Alternatively, if you wrap your estimator object into sklego.meta.EstimatorTransformer object, then it becomes a transformer (implements fit_transform(X) instead of fit_predict(X, y)), and the above limitation is effectively cancelled. That is, you can have multiple estimator-disguised-as-transformer objects in your pipeline, plus they can appear in positions other that the final position.

Is it impossible to achieve?

It is impossible using canonical Scikit-Learn pipelines.

But if you're open to using 3rd-party extension packages, and doing some thinking for yourself, it's easy-peasy.

liuhuanshuo commented 1 year ago

Thanks for the idea, I will look into it further

You can use PMMLPipeline.predict_transform(X), PMMLPipeline.predict_proba_transform(X), etc post-processing methods. IIRC, you've done it before.

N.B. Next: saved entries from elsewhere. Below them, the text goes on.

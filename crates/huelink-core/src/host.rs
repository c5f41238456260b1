// ── Host seam ──
//
// The embedding application owns message routing, persistence and log
// output. A session talks to it only through the `Host` trait, and
// publishes `Delta` batches shaped like the host's update messages.

use chrono::{DateTime, Utc};
use secrecy::SecretString;
use serde::Serialize;
use serde_json::Value;

use crate::relay::PutHandler;

/// Context every published path belongs to.
pub const SELF_CONTEXT: &str = "vessels.self";

/// Result type for host callbacks.
pub type HostResult = Result<(), Box<dyn std::error::Error + Send + Sync>>;

/// A normalized value under a dot-separated path.
#[derive(Debug, Clone, PartialEq, Serialize)]
pub struct PathValue {
    pub path: String,
    pub value: Value,
}

impl PathValue {
    pub fn new(path: impl Into<String>, value: impl Into<Value>) -> Self {
        Self {
            path: path.into(),
            value: value.into(),
        }
    }
}

/// Descriptive metadata for a path.
#[derive(Debug, Clone, PartialEq, Serialize)]
pub struct PathMeta {
    pub path: String,
    pub value: Value,
}

/// One timestamped group of values and metadata.
#[derive(Debug, Clone, PartialEq, Serialize)]
pub struct Update {
    pub timestamp: DateTime<Utc>,
    pub values: Vec<PathValue>,
    #[serde(skip_serializing_if = "Vec::is_empty")]
    pub meta: Vec<PathMeta>,
}

/// A batch published to the host.
#[derive(Debug, Clone, PartialEq, Serialize)]
pub struct Delta {
    pub context: String,
    pub updates: Vec<Update>,
}

impl Delta {
    /// Single-update delta stamped now.
    pub fn new(values: Vec<PathValue>, meta: Vec<PathMeta>) -> Self {
        Self {
            context: SELF_CONTEXT.into(),
            updates: vec![Update {
                timestamp: Utc::now(),
                values,
                meta,
            }],
        }
    }

    /// All values across updates, in order.
    pub fn values(&self) -> impl Iterator<Item = &PathValue> {
        self.updates.iter().flat_map(|u| u.values.iter())
    }

    /// All metadata entries across updates, in order.
    pub fn meta(&self) -> impl Iterator<Item = &PathMeta> {
        self.updates.iter().flat_map(|u| u.meta.iter())
    }

    /// Last value published for `path` in this delta.
    pub fn value(&self, path: &str) -> Option<&Value> {
        self.values()
            .filter(|pv| pv.path == path)
            .last()
            .map(|pv| &pv.value)
    }
}

/// Callbacks a session needs from its embedding application.
///
/// Every method is invoked from the session's tasks and must not block.
pub trait Host: Send + Sync + 'static {
    /// Deliver a batch of normalized values to the host's message bus.
    fn publish(&self, delta: Delta);

    /// Whether the host accepts metadata alongside values. When `false`,
    /// metadata is folded into every batch as a `{path}.meta` value.
    fn supports_meta_deltas(&self) -> bool {
        true
    }

    /// Persist a credential obtained by pairing.
    fn save_credential(&self, credential: &SecretString) -> HostResult;

    /// Offer a write handler for `path`. Returns `false` if the host has no
    /// write routing; the session keeps the handler either way.
    fn register_put_handler(&self, _context: &str, _path: &str, _handler: PutHandler) -> bool {
        false
    }

    /// Informational status hook.
    fn set_status(&self, _message: &str) {}

    /// Error status hook.
    fn set_error(&self, _message: &str) {}
}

It's actually different from what I've done before.

I used to add additional columns based on the predicted probability value.

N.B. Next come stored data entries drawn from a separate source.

// embeddings/ — Pretrained GloVe word vectors.
//
// Provides:
// - Archive download + SHA256 verification + member extraction
// - Text table parsing with a safetensors cache

pub mod download;
pub mod table;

For example, add a column score. If the probability value is 0.1, set the value of score to 100.

This is very simple and can be achieved by setting predict_proba_transformer

But what we want to achieve now is to modify the probability value here according to a certain column of the original data

The difficulty is that after the classifier, the original columns have become two columns of probability values after the classifier, and they cannot be retrieved!

liuhuanshuo commented 1 year ago

Of course, I realize now that this has nothing to do with sklearn2pmml, and I probably shouldn't be asking here.

vruusmann commented 1 year ago

It's actually different from what I've done before.

... meaning you've already done things that you thought were impossible to do!

But what we want to achieve now is to modify the probability value here according to a certain column of the original data

I understand your problem very well.

By default, Scikit-Learn pipelines are linear, which means that the output of one pipeline step is passed to the next pipeline step, and there is no way for this "next step" to reference initial data (you want to do this!), or the output of some arbitrary earlier step (I typically want to do this).

The solution should be obvious - make your Scikit-Learn pipeline non-linear. For example, by utilizing sklearn.pipeline.FeatureUnion. There are 3rd party extension packages that give you much more powerful pipeline abstraction tools than FeatureUnion.

Or you can develop a custom (meta-)transformer class to achieve your goal.

I realize now that this has nothing to do with sklearn2pmml, and I probably shouldn't be asking here.

SkLearn2PMML is designed around the PMML abstraction of data flows - lazily evaluatable graph of computations (on scalar values). This is much richer than the Scikit-Learn abstraction of a linear sequence of computations.

If you ask here, you may get new ideas. It's up to you what happens after that.

liuhuanshuo commented 1 year ago

hi,villu @vruusmann

After a day of continuous exploration, I finally found a way to achieve my needs. Although it may not be consistent with the expected needs, it can already satisfy me.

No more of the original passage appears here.